Mutual fund gifts can not be needed on Diwali, you will not need a demat account

Mutual fund

Diwali is just about to come, and if you want to give some special and beneficial gifts to your family or close friends on this occasion, then mutual funds can be a great option. This is not only a sensible gift, but in the future you can also get good returns. The best thing is that now a demat account is not required to gift mutual funds. You can gift mutual fund units directly from the fund house without a broker or trading account. This method is especially good for those who want to make their close a habit of investing, but want to avoid the hassle of demat account, etc.

How to gift mutual funds without a demat account?

If you someone Mutual fund If you want to gift units, then first of all you have to give a form to the Fund House (AMC) or their Registrar (RTA), which is called transfer request form. In this, you have to transfer your follower number, the name of the scheme, how many units and the person you are gifting the units, PAN, KYC and bank details have to be filled. In some cases, the fund house may also confirm the identification or documents of your and the receiver.

As soon as your request is approved, those units get directly added to the receiver’s folio. Both also get a statement of this transfer, so that the records remain clear. In this whole process, you do not need a demat account, which not only makes this method easier, but also reduces expenses.

How will the mutual fund gift be taxed?

It is absolutely valid to gift a mutual fund units, but it is important to understand the rules of tax before giving and taking it. If you gift mutual fund units to your husband or wife, children, parents or siblings, then there is no tax on it. But if you have gifted these units to a person who is not your ‘close relative’ (eg friend, cousin or any distant relative), and the total value of the gift is more than ₹ 50,000, then the receiver will have to pay tax on that amount. He will have to file tax by adding this amount to his income. Apart from this, when the receiver later sells those units, it will also be charged a capital gains tax. This tax depends on when the units were purchased and at what cost. Therefore, it is better to understand these tax rules once before gifting mutual funds.

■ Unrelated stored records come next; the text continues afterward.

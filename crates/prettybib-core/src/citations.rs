use std::collections::HashMap;
use std::path::Path;

use tracing::{info, warn};

use crate::error::{CoreError, Result};
use crate::formats::parse_bibtex;
use crate::models::Entry;
use crate::normalize::normalize_title;

/// Trusted records keyed by normalized title.
///
/// Filled once from curated anthologies before checking starts and only read
/// afterwards. On a title collision the later record wins.
#[derive(Debug, Clone, Default)]
pub struct CitationDatabase {
    by_title: HashMap<String, Entry>,
}

impl CitationDatabase {
    pub fn new() -> Self {
        Self::default()
    }

    /// Adds a record; records without a title cannot be joined and are ignored.
    pub fn insert(&mut self, entry: Entry) -> bool {
        let Some(title) = entry.title() else {
            return false;
        };
        self.by_title.insert(normalize_title(title), entry);
        true
    }

    pub fn lookup(&self, title: &str) -> Option<&Entry> {
        self.by_title.get(&normalize_title(title))
    }

    /// Trusted record for the title of `entry`, if any.
    pub fn lookup_entry(&self, entry: &Entry) -> Option<&Entry> {
        entry.title().and_then(|title| self.lookup(title))
    }

    pub fn len(&self) -> usize {
        self.by_title.len()
    }

    pub fn is_empty(&self) -> bool {
        self.by_title.is_empty()
    }

    /// Loads one anthology file, returning the number of records kept.
    pub fn load_file(&mut self, path: &Path) -> Result<usize> {
        if !path.exists() {
            return Err(CoreError::AnthologyNotFound(path.display().to_string()));
        }
        let contents = std::fs::read_to_string(path)?;
        let outcome = parse_bibtex(&contents);
        if !outcome.skipped.is_empty() {
            warn!(
                "{}: skipped {} unparsable records",
                path.display(),
                outcome.skipped.len()
            );
        }

        let mut loaded = 0usize;
        for entry in outcome.entries {
            if self.insert(entry) {
                loaded += 1;
            }
        }
        info!("loaded {} records from anthology {}", loaded, path.display());
        Ok(loaded)
    }

    /// Loads every anthology that can be read. Unreadable files are logged
    /// and skipped so one bad path does not stop a run.
    pub fn load_anthologies<P: AsRef<Path>>(&mut self, paths: &[P]) -> usize {
        let mut total = 0usize;
        for path in paths {
            let path = path.as_ref();
            match self.load_file(path) {
                Ok(loaded) => total += loaded,
                Err(e) => warn!("skipping anthology {}: {}", path.display(), e),
            }
        }
        total
    }
}

impl FromIterator<Entry> for CitationDatabase {
    fn from_iter<I: IntoIterator<Item = Entry>>(iter: I) -> Self {
        let mut db = Self::new();
        for entry in iter {
            db.insert(entry);
        }
        db
    }
}
pub mod citations;
pub mod config;
pub mod error;
pub mod formats;
pub mod models;
pub mod normalize;

pub use citations::CitationDatabase;
pub use config::AppConfig;
pub use error::{CoreError, Result};
pub use formats::{BibWriter, ParseOutcome, parse_bibtex};
pub use models::*;
pub use normalize::{collapse_whitespace, normalize_authors, normalize_booktitle, normalize_title};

Take care of them for non-Demate transfer

Transferring mutual fund units in a non-DeMAT way is a very easy and cheap way for the family. There is neither a broker fees nor any trading or demat account is required. With this, you can easily make a habit of investing a member of your family and when they maintain investment for a long time, you can also earn good returns.

But it is important to keep some things in mind. First, the KYC of both the gifts and the taker should be completed. Also, the receiver must have that Fund House (AMC) Folio. If not, then a new folio will have to be opened. When you invest in a mutual fund, the asset management company (AMC) gives you an identity number. This is called Folio Number. This is an alphanumeric code, which is connected to your PAN. With the help of this number, all your mutual fund investments made in that AMC are tracked. One more thing is a lock-in period in some mutual fund schemes such as ELSS (tax saving funds) or close-ended funds. Units cannot be transferred during this period.